3. Experimental Contents

3.1. Coal Samples and Parameters Test. Coal samples were collected from No. 1 coal mine in Zhaogu (ZG1), No. 2 coal mine in Zhaogu (ZG2), Jiulishan Mine (JLS), in Jiaozuo Coal Group, and Wangtaipu Mine (WTP) in Jincheng Coal Group. According to the laboratory and field test standardization committee of International Society for Rock Mechanics (ISRM) and to meet the condition of the nuclear magnetic test equipment (the diameter 25 mm of NMR test coil), the specifications of coal samples were [PHI]25 mm x 50 mm. Through the parameter test instrument, the industrial analysis results of coal samples are obtained and shown in Table 1.

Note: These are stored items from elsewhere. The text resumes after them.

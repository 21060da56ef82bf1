use std::sync::Arc;

use async_trait::async_trait;
use schemars::JsonSchema;
use serde::Deserialize;

use crate::{
    agents::Judge,
    criteria::{Criterion, CriterionResult, Status},
    error::AdapterError,
    types::{render_conversation, Message},
};

#[derive(Debug, Deserialize, JsonSchema)]
struct AssertionVerdict {
    /// True if the assertion is correct, false otherwise.
    verdict: bool,
    /// If false, explain why the assertion fails. Null if the assertion passes.
    reason: Option<String>,
}

/// Asks a judge whether a natural-language assertion holds for the conversation.
///
/// The criterion is named after its prompt.
pub struct AiAssertion {
    prompt: String,
    judge: Arc<dyn Judge>,
}

impl AiAssertion {
    pub fn new(prompt: impl Into<String>, judge: Arc<dyn Judge>) -> Self {
        Self {
            prompt: prompt.into(),
            judge,
        }
    }

    fn judge_prompt(&self, messages: &[Message]) -> String {
        format!(
            "You are a judge.\n\n\
             You evaluate the truth value of an assertion based on a given prompt.\n\
             The prompt is a statement about a conversation between the AI assistant and the \
             user.\n\n\
             You need to determine if the response is a correct answer to the prompt.\n\n\
             Assertion prompt:\n\
             <assertion-prompt>\n{}\n</assertion-prompt>\n\n\
             Conversation between AI and user:\n\
             <conversation>\n{}\n</conversation>\n",
            self.prompt,
            render_conversation(messages)
        )
    }
}

#[async_trait]
impl Criterion for AiAssertion {
    type Output = bool;

    fn name(&self) -> &str {
        &self.prompt
    }

    async fn evaluate(&self, messages: &[Message]) -> Result<CriterionResult<bool>, AdapterError> {
        let prompt = self.judge_prompt(messages);
        let verdict: AssertionVerdict = self.judge.extract(vec![Message::system(prompt)]).await?;

        Ok(CriterionResult {
            output: verdict.verdict,
            reason: verdict
                .reason
                .map(|reason| reason.trim().to_string())
                .filter(|reason| !reason.is_empty()),
            error: None,
            status: Some(Status::from_bool(verdict.verdict)),
        })
    }
}
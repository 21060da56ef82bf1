use pruefstand::{
    criteria::Status,
    eval::{load_scenarios, EvalRunner},
};

const FIXTURES: &str = concat!(env!("CARGO_MANIFEST_DIR"), "/tests/fixtures");

#[test]
fn loads_yaml_and_json_sorted_by_name() {
    let scenarios = load_scenarios(FIXTURES).expect("fixtures load");

    let names: Vec<_> = scenarios.iter().map(|s| s.name.as_str()).collect();
    assert_eq!(names, ["refund-policy", "weather-lookup"]);
    assert_eq!(
        scenarios[1].description.as_deref(),
        Some("The agent calls the weather tool once the user names a city.")
    );
}

#[test]
fn loads_a_single_file() {
    let scenarios =
        load_scenarios(format!("{FIXTURES}/weather.yaml")).expect("single file loads");
    assert_eq!(scenarios.len(), 1);
    assert_eq!(scenarios[0].segments.len(), 5);
}

#[test]
fn missing_paths_are_io_errors() {
    let error = load_scenarios(format!("{FIXTURES}/missing.yaml")).unwrap_err();
    assert!(matches!(error, pruefstand::ScenarioError::Io { .. }));
}

#[tokio::test]
async fn replays_fixture_scenarios() {
    let scenarios = load_scenarios(FIXTURES).expect("fixtures load");
    let report = EvalRunner::new().run(&scenarios).await;

    assert_eq!(report.total, 2);
    assert_eq!(report.passed, 1);

    let refund = &report.cases[0];
    assert!(!refund.pass);
    assert_eq!(refund.failures, ["mentions window failed: last reply does not match /30 days/"]);

    let weather = &report.cases[1];
    assert!(weather.pass, "failures: {:?}", weather.failures);
    assert_eq!(weather.transcript.len(), 5);
    let statuses: Vec<_> = weather.verdicts.iter().map(|v| v.status).collect();
    assert_eq!(statuses, [Some(Status::Success), Some(Status::Success)]);
    assert_eq!(weather.verdicts[1].criterion, "tools called: get_weather");
}

#[tokio::test]
async fn case_reports_serialize_as_json_lines() {
    let scenarios = load_scenarios(format!("{FIXTURES}/refund.json")).expect("fixture loads");
    let report = EvalRunner::new().run(&scenarios).await;

    let line = serde_json::to_value(&report.cases[0]).expect("serializable");
    assert_eq!(line["name"], "refund-policy");
    assert_eq!(line["pass"], false);
    assert_eq!(line["transcript"][1]["role"], "assistant");
    assert_eq!(line["verdicts"][0]["status"], "failure");
    assert!(line["started_at"].is_string());
}
use std::sync::Arc;

use futures_util::future::try_join_all;
use tracing::{debug, info};

use crate::{
    agents::AgentSource,
    criteria::{Criterion, CriterionHandle, CriterionResult, ErasedOutput, Status},
    error::EvalError,
    segment::{EvaluationEvent, Segment},
    types::Message,
};

/// A resolved entry of an evaluation run.
#[derive(Debug, Clone)]
pub enum EvaluatedSegment {
    Message(Message),
    Eval {
        criterion: CriterionHandle,
        result: CriterionResult<ErasedOutput>,
    },
}

impl EvaluatedSegment {
    pub fn as_message(&self) -> Option<&Message> {
        match self {
            EvaluatedSegment::Message(message) => Some(message),
            EvaluatedSegment::Eval { .. } => None,
        }
    }

    pub fn as_eval(&self) -> Option<EvalEntry<'_>> {
        match self {
            EvaluatedSegment::Message(_) => None,
            EvaluatedSegment::Eval { criterion, result } => Some(EvalEntry { criterion, result }),
        }
    }
}

/// Borrowed view of one criterion verdict.
#[derive(Debug, Clone, Copy)]
pub struct EvalEntry<'a> {
    pub criterion: &'a CriterionHandle,
    pub result: &'a CriterionResult<ErasedOutput>,
}

/// Verdicts grouped by status. Results without a status land in `unknown`.
#[derive(Debug, Default)]
pub struct ResultsByStatus<'a> {
    pub success: Vec<EvalEntry<'a>>,
    pub failure: Vec<EvalEntry<'a>>,
    pub unknown: Vec<EvalEntry<'a>>,
}

impl<'a> ResultsByStatus<'a> {
    pub fn get(&self, status: Option<Status>) -> &[EvalEntry<'a>] {
        match status {
            Some(Status::Success) => &self.success,
            Some(Status::Failure) => &self.failure,
            None => &self.unknown,
        }
    }
}

/// Everything a finished run produced, in emission order.
#[derive(Debug, Clone)]
pub struct EvaluationRun {
    results: Vec<EvaluatedSegment>,
}

impl EvaluationRun {
    pub fn results(&self) -> &[EvaluatedSegment] {
        &self.results
    }

    pub fn into_results(self) -> Vec<EvaluatedSegment> {
        self.results
    }

    /// The transcript the run produced.
    pub fn messages(&self) -> Vec<&Message> {
        self.results
            .iter()
            .filter_map(EvaluatedSegment::as_message)
            .collect()
    }

    pub fn evals(&self) -> impl Iterator<Item = EvalEntry<'_>> {
        self.results.iter().filter_map(EvaluatedSegment::as_eval)
    }

    pub fn results_by_status(&self) -> ResultsByStatus<'_> {
        let mut grouped = ResultsByStatus::default();
        for entry in self.evals() {
            match entry.result.status {
                Some(Status::Success) => grouped.success.push(entry),
                Some(Status::Failure) => grouped.failure.push(entry),
                None => grouped.unknown.push(entry),
            }
        }
        grouped
    }

    /// True unless some verdict failed. A run without verdicts succeeds.
    pub fn success(&self) -> bool {
        self.evals()
            .all(|entry| entry.result.status != Some(Status::Failure))
    }

    /// Every verdict of this exact criterion instance, in emission order.
    pub fn get_results<C>(&self, criterion: &Arc<C>) -> Vec<CriterionResult<&C::Output>>
    where
        C: Criterion + 'static,
    {
        self.evals()
            .filter(|entry| entry.criterion.is(criterion))
            .filter_map(|entry| entry.result.downcast::<C::Output>())
            .collect()
    }

    pub fn get_result<C>(&self, criterion: &Arc<C>) -> Option<CriterionResult<&C::Output>>
    where
        C: Criterion + 'static,
    {
        self.evals()
            .filter(|entry| entry.criterion.is(criterion))
            .find_map(|entry| entry.result.downcast::<C::Output>())
    }

    /// Like [`get_result`](Self::get_result), but a criterion that never ran is an error.
    /// Prefer `get_results` where an absent criterion is a legitimate outcome.
    pub fn get_result_or_err<C>(
        &self,
        criterion: &Arc<C>,
    ) -> Result<CriterionResult<&C::Output>, EvalError>
    where
        C: Criterion + 'static,
    {
        self.get_result(criterion)
            .ok_or_else(|| EvalError::MissingResult {
                criterion: criterion.name().to_string(),
            })
    }
}

/// Runs `segments` in order against the agent and collects every message and verdict.
///
/// Each segment sees the messages produced by the segments before it. Criterion evaluations
/// start as soon as their segment is reached and are joined once every segment has run. The
/// first error aborts the run; evaluations still in flight are cancelled.
///
/// Must be called from within a Tokio runtime.
pub async fn evaluate(
    agent: impl Into<AgentSource>,
    segments: &[Segment],
) -> Result<EvaluationRun, EvalError> {
    let agent = agent.into().resolve().await.map_err(EvalError::Agent)?;

    let mut events: Vec<EvaluationEvent> = Vec::new();
    let mut transcript: Vec<Message> = Vec::new();

    for (index, segment) in segments.iter().enumerate() {
        debug!(
            index,
            kind = segment.kind(),
            messages = transcript.len(),
            "evaluating segment"
        );
        let produced = segment.evaluate(agent.as_ref(), &transcript).await?;

        transcript.extend(produced.iter().filter_map(|event| match event {
            EvaluationEvent::Message(message) => Some(message.clone()),
            EvaluationEvent::Eval { .. } => None,
        }));
        events.extend(produced);
    }

    let results = try_join_all(events.into_iter().map(EvaluationEvent::resolve)).await?;
    let run = EvaluationRun { results };

    info!(
        segments = segments.len(),
        messages = transcript.len(),
        verdicts = run.evals().count(),
        success = run.success(),
        "evaluation finished"
    );
    Ok(run)
}
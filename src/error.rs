use std::path::PathBuf;

use thiserror::Error;

/// Failure reported by an external collaborator: an agent, judge, synthetic user or criterion.
#[derive(Debug, Error)]
pub enum AdapterError {
    #[error("serialization error: {0}")]
    Serialization(#[from] serde_json::Error),

    #[error("adapter error: {0}")]
    Adapter(String),

    #[error("judge output violates schema: {}", .0.join("; "))]
    SchemaViolation(Vec<String>),

    #[error("invalid judge schema: {0}")]
    InvalidSchema(String),

    #[error("no more scripted {0} responses")]
    ScriptExhausted(&'static str),
}

#[derive(Debug, Error)]
pub enum EvalError {
    #[error("criterion evaluation appears before any messages: {criterion}")]
    CriterionBeforeMessages { criterion: String },

    #[error("cannot find results for criterion {criterion}")]
    MissingResult { criterion: String },

    #[error("agent invocation failed: {0}")]
    Agent(#[source] AdapterError),

    #[error("synthetic user failed to respond: {0}")]
    User(#[source] AdapterError),

    #[error("criterion {criterion} failed: {source}")]
    Criterion {
        criterion: String,
        #[source]
        source: AdapterError,
    },

    #[error("criterion {criterion} did not complete: {source}")]
    CriterionTask {
        criterion: String,
        #[source]
        source: tokio::task::JoinError,
    },
}

#[derive(Debug, Error)]
pub enum ScenarioError {
    #[error("I/O error reading {}: {source}", .path.display())]
    Io {
        path: PathBuf,
        #[source]
        source: std::io::Error,
    },

    #[error("invalid JSON scenario: {0}")]
    Json(#[from] serde_json::Error),

    #[error("invalid YAML scenario: {0}")]
    Yaml(#[from] serde_yaml::Error),

    #[error("invalid pattern: {0}")]
    Pattern(#[from] regex::Error),
}
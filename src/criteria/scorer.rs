use async_trait::async_trait;
use serde::{Deserialize, Serialize};
use serde_json::Value;

use crate::{
    criteria::{Criterion, CriterionResult, Status},
    error::AdapterError,
    types::Message,
};

/// Numeric verdict produced by an external scorer.
#[derive(Debug, Clone, PartialEq, Serialize, Deserialize)]
pub struct Score {
    pub name: String,
    /// `None` when the scorer could not decide.
    pub score: Option<f64>,
    #[serde(default, skip_serializing_if = "Option::is_none")]
    pub metadata: Option<Value>,
}

impl Score {
    pub fn new(name: impl Into<String>, score: Option<f64>) -> Self {
        Self {
            name: name.into(),
            score,
            metadata: None,
        }
    }
}

#[async_trait]
pub trait Scorer: Send + Sync {
    async fn score(&self, messages: &[Message]) -> Result<Score, AdapterError>;
}

#[async_trait]
impl<F> Scorer for F
where
    F: Fn(&[Message]) -> Score + Send + Sync,
{
    async fn score(&self, messages: &[Message]) -> Result<Score, AdapterError> {
        Ok(self(messages))
    }
}

/// Passes when the score reaches the threshold. A missing score never passes.
pub struct ScorerCriterion<S> {
    name: String,
    scorer: S,
    success_threshold: f64,
}

impl<S: Scorer> ScorerCriterion<S> {
    pub fn new(name: impl Into<String>, scorer: S) -> Self {
        Self {
            name: name.into(),
            scorer,
            success_threshold: 1.0,
        }
    }

    pub fn with_success_threshold(mut self, threshold: f64) -> Self {
        self.success_threshold = threshold;
        self
    }
}

pub(crate) fn threshold_status(score: Option<f64>, threshold: f64) -> Status {
    match score {
        Some(score) => Status::from_bool(score >= threshold),
        None => Status::Failure,
    }
}

#[async_trait]
impl<S: Scorer> Criterion for ScorerCriterion<S> {
    type Output = Score;

    fn name(&self) -> &str {
        &self.name
    }

    async fn evaluate(&self, messages: &[Message]) -> Result<CriterionResult<Score>, AdapterError> {
        let score = self.scorer.score(messages).await?;
        let status = threshold_status(score.score, self.success_threshold);
        Ok(CriterionResult::new(score, Some(status)))
    }
}
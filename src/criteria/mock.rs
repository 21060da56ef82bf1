use async_trait::async_trait;

use crate::{
    criteria::{Criterion, CriterionResult},
    error::AdapterError,
    types::Message,
};

/// Always answers with the result it was built with.
#[derive(Debug, Clone)]
pub struct MockCriterion<O> {
    name: String,
    result: CriterionResult<O>,
}

impl<O> MockCriterion<O> {
    pub fn new(result: CriterionResult<O>) -> Self {
        Self {
            name: "Mock".to_string(),
            result,
        }
    }

    pub fn with_name(mut self, name: impl Into<String>) -> Self {
        self.name = name.into();
        self
    }
}

#[async_trait]
impl<O> Criterion for MockCriterion<O>
where
    O: Clone + Send + Sync + 'static,
{
    type Output = O;

    fn name(&self) -> &str {
        &self.name
    }

    async fn evaluate(&self, _messages: &[Message]) -> Result<CriterionResult<O>, AdapterError> {
        Ok(self.result.clone())
    }
}
//! Certifications Section
//!
//! Image cards for each certification in data order; each opens the full
//! certificate in a new browsing context.

use dioxus::prelude::*;
use portfolio_core::effects::Motion;
use portfolio_core::Icon as IconKind;
use portfolio_core::{Certification, Section};
use portfolio_ui::{Icon, Reveal, RevealSection, SectionHeading};

use crate::context::{use_motion, use_portfolio};

#[component]
fn CertificationCard(cert: Certification) -> Element {
    rsx! {
        a {
            class: "cert-card glass",
            href: "{cert.link}",
            target: "_blank",
            rel: "noopener noreferrer",
            div { class: "cert-image",
                img { src: "{cert.image}", alt: "{cert.title}", loading: "lazy" }
            }
            div { class: "cert-body",
                div { class: "cert-issuer",
                    Icon { kind: IconKind::Award, size: 18, class: "icon accent".to_string() }
                    span { "{cert.issuer}" }
                }
                h3 { class: "card-title", "{cert.title}" }
            }
        }
    }
}

#[component]
pub fn Certifications() -> Element {
    let content = use_portfolio();
    let instant = use_motion().reduced_motion;

    rsx! {
        RevealSection { id: Section::Certifications.anchor().to_string(), instant,
            Reveal { motion: Motion::FadeUp, instant,
                SectionHeading {
                    title: "Certifications".to_string(),
                    subtitle: "Recognized achievements & credentials".to_string(),
                }
            }
            div { class: "cert-grid",
                for (i, cert) in content.certifications.iter().enumerate() {
                    Reveal {
                        key: "{cert.title}",
                        motion: Motion::ScaleIn,
                        index: i,
                        instant,
                        class: "cert-slot".to_string(),
                        CertificationCard { cert: cert.clone() }
                    }
                }
            }
        }
    }
}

3.2. Preparation for the Experiment. The instruments used for this experiment included the Meso MR23-060H-I low-field NMR made by Shanghai Niumag Company. Resonance frequency was 21.67568 MHz. Magnet temperature was controlled at 31.99[degrees]C to 32.01[degrees]C. Magnetic field intensity was 0.5 T, and radiofrequency pulse was 21.67568 MHz. [T.sub.2] spectrum of samples was tested by low-field NMR instrument. The test parameters of CPMG sequence of coal rock samples were SW = 333.333 KHz, TE = 0.406 ms, NS = 32, TW = 3000 ms, NECH = 10000, RG1 = 15 db, DRG1 = 3, DR = 1, and PRG = 0, and [T.sub.2cutoff] = 4 ms and an empirical value [24, 25]. The water saturation of coal samples was accomplished by the vacuum saturation equipment, and coal samples were dried in a vacuum drying oven.

3.3. Experiment Steps. Coal samples were denoted as ZG1-1, ZG2-1, JLS-1, and WTP-1 which were used for the low-temperature experiment, and ZG1-2, ZG2-2, JLS-2, and WTP-2 were used for high-temperature experiment.

In the high-temperature treatment, coal samples (ZG1-2, ZG2-2, JLS-2, and WTP-2) were placed in a drying oven (100[degrees]C) for 5h. In the low-temperature treatment, coal samples (ZG1-1, ZG2-1, JLS-1, and WTP-1) were placed in a drying oven (30[degrees]C) for the first 1 h, and they were then returned to room temperature and then immersed in liquid nitrogen for 5 h.

Low-field NMR experiments of coal samples were performed before and after the treatment.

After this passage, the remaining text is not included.